Die heroische Species der Alpenclubbisten sucht mit sichtlicher Leidenschaft jungfräuliche Gipfel zu ersteigen, oder auf ältere Berge von einer neuen Seite zu klimmen, errichtet auf allen Spitzen weit sichtbare Malzeichen und versteckt in Spalten gern Thermometer mit jener den Physikern bekannten Vorrichtung, den tiefsten Kältegrad des Winters für die Beobachtung des nächsten Clubbisten zu fixiren. Die Schweizerführer haben eine geheime Scheu vor dieser stattlichen Race, weil die Angehörigen derselben ihr Leben ebenso leichtsinnig in die Schanze schlagen, wie ihr Geld, und es für eine Auszeichnung halten, ihren Namen auf dem Leichensteine irgend eines entlegenen Alpenkirchhofes zu lesen.

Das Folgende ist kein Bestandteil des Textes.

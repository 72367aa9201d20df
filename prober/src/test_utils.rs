//! Scripted in-memory protocol for exercising the engine without a socket.

use std::collections::VecDeque;
use std::fmt;

use crate::error::Error;
use crate::protocol::{Command, Expect, Generator, Inbound, ProtocolBehavior, Stream};
use crate::tree::NodeKind;

pub struct MockProtocol;

#[derive(Debug, Default, Clone)]
pub struct MockHooks {
    pub suffix: Option<String>,
}

#[derive(Debug, Default)]
pub struct MockState {
    pub inbound: VecDeque<Inbound<String>>,
    pub sent: Vec<String>,
    pub notes: Vec<String>,
}

impl MockState {
    pub fn replying<I: IntoIterator<Item = &'static str>>(replies: I) -> Self {
        let inbound = replies
            .into_iter()
            .map(|reply| match reply {
                "<close>" => Inbound::Closed,
                other => Inbound::Message(other.to_string()),
            })
            .collect();
        Self {
            inbound,
            ..Self::default()
        }
    }
}

impl Stream<String, MockHooks> for MockState {
    fn send(&mut self, message: &String, hooks: &MockHooks) -> Result<(), Error> {
        let mut wire = message.clone();
        if let Some(suffix) = &hooks.suffix {
            wire.push_str(suffix);
        }
        self.sent.push(wire);
        Ok(())
    }

    fn receive(&mut self) -> Result<Inbound<String>, Error> {
        self.inbound
            .pop_front()
            .ok_or_else(|| Error::Timeout("nothing scripted".into()))
    }
}

impl ProtocolBehavior for MockProtocol {
    type Message = String;
    type Hooks = MockHooks;
    type State = MockState;
}

pub struct Note(pub &'static str);

impl fmt::Display for Note {
    fn fmt(&self, f: &mut fmt::Formatter<'_>) -> fmt::Result {
        write!(f, "Note({})", self.0)
    }
}

impl Command<MockProtocol> for Note {
    fn process(&mut self, state: &mut MockState) -> Result<(), Error> {
        state.notes.push(self.0.to_string());
        Ok(())
    }
}

pub struct Lookup(pub &'static str);

impl fmt::Display for Lookup {
    fn fmt(&self, f: &mut fmt::Formatter<'_>) -> fmt::Result {
        write!(f, "Lookup({})", self.0)
    }
}

impl Command<MockProtocol> for Lookup {
    fn process(&mut self, _state: &mut MockState) -> Result<(), Error> {
        Err(Error::Lookup(self.0.to_string()))
    }
}

pub struct Send {
    pub text: &'static str,
    pub suffix: Option<&'static str>,
}

impl fmt::Display for Send {
    fn fmt(&self, f: &mut fmt::Formatter<'_>) -> fmt::Result {
        write!(f, "Send({})", self.text)
    }
}

impl Generator<MockProtocol> for Send {
    fn generate(&mut self, _state: &mut MockState) -> Result<String, Error> {
        Ok(self.text.to_string())
    }

    fn install_hooks(&self, hooks: &mut MockHooks) {
        hooks.suffix = self.suffix.map(str::to_string);
    }

    fn post_send(&mut self, state: &mut MockState, sent: &String) -> Result<(), Error> {
        state.notes.push(format!("sent {}", sent));
        Ok(())
    }
}

/// Matches one exact message, or the close event for `"<close>"`.
pub struct ExpectText {
    pub text: &'static str,
    /// Field level failure after a successful match.
    pub reject: bool,
}

impl fmt::Display for ExpectText {
    fn fmt(&self, f: &mut fmt::Formatter<'_>) -> fmt::Result {
        write!(f, "Expect({})", self.text)
    }
}

impl Expect<MockProtocol> for ExpectText {
    fn is_match(&self, inbound: &Inbound<String>) -> bool {
        match inbound {
            Inbound::Message(message) => message == self.text,
            Inbound::Closed => self.text == "<close>",
        }
    }

    fn process(&mut self, state: &mut MockState, _inbound: &Inbound<String>) -> Result<(), Error> {
        if self.reject {
            return Err(Error::Protocol(format!("{} rejected", self.text)));
        }
        state.notes.push(format!("got {}", self.text));
        Ok(())
    }
}

pub fn send(text: &'static str) -> NodeKind<MockProtocol> {
    NodeKind::generator(Send { text, suffix: None })
}

pub fn expect(text: &'static str) -> NodeKind<MockProtocol> {
    NodeKind::expect(ExpectText {
        text,
        reject: false,
    })
}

Ganz das Gegentheil des Alpenclubbisten ist die häufig vorkommende Bastardart des falschen Clubbisten, dessen Beobachtung die Zoologie erst den neuesten Naturforschern verdankt. Der falsche Gletscherfahrer wird von der Oberflächlichkeit zwar vermöge seiner gutnachgemachten Außenseite leicht mit dem Original verwechselt. Dem Scharfblick macht sich indessen die kokette Ausstaffirung seiner Effecten verdächtig, aber auch der Neuling erkennt ihn sehr bald am „Pferde“ oder „Maulthier“ als nachgemacht. Der echte Alpenclubbist reitet nie und wird deshalb von allen seinen weniger rüstigen Landsleuten mit größter Hochachtung behandelt. Die bezeichnete Bastardspielart renommirt ferner bei Tisch mit ihren Exkursionen, trägt Compasse und Thermometer, chirurgische Bestecke und Arzneibüchsen tendenziös zur Schau, verhält sich aber der Unbill des Wetters gegenüber überaus weichlich. In Randa, am Fuße des berüchtigten Gletschers, der im Jahre 1819 herabstürzte, wurde ich eine Stunde lang durch einen jungen, prachtvollen Clubbisten arg getäuscht. Es stürmte draußen rasend, und der Jüngling erzählte während dessen mit Wonne von seiner Besteigung des Monterosa; als aber das Schweizermädel im Kamin ein Feuer aus Lärchenholz anzündete und der prachtvolle Clubbist sich zuerst vor mehreren Damen herandrängte, um seinen hintern Menschen zu wärmen, war er in meinen Augen sofort entlarvt und nie Mitglied des tapfern Clubs gewesen.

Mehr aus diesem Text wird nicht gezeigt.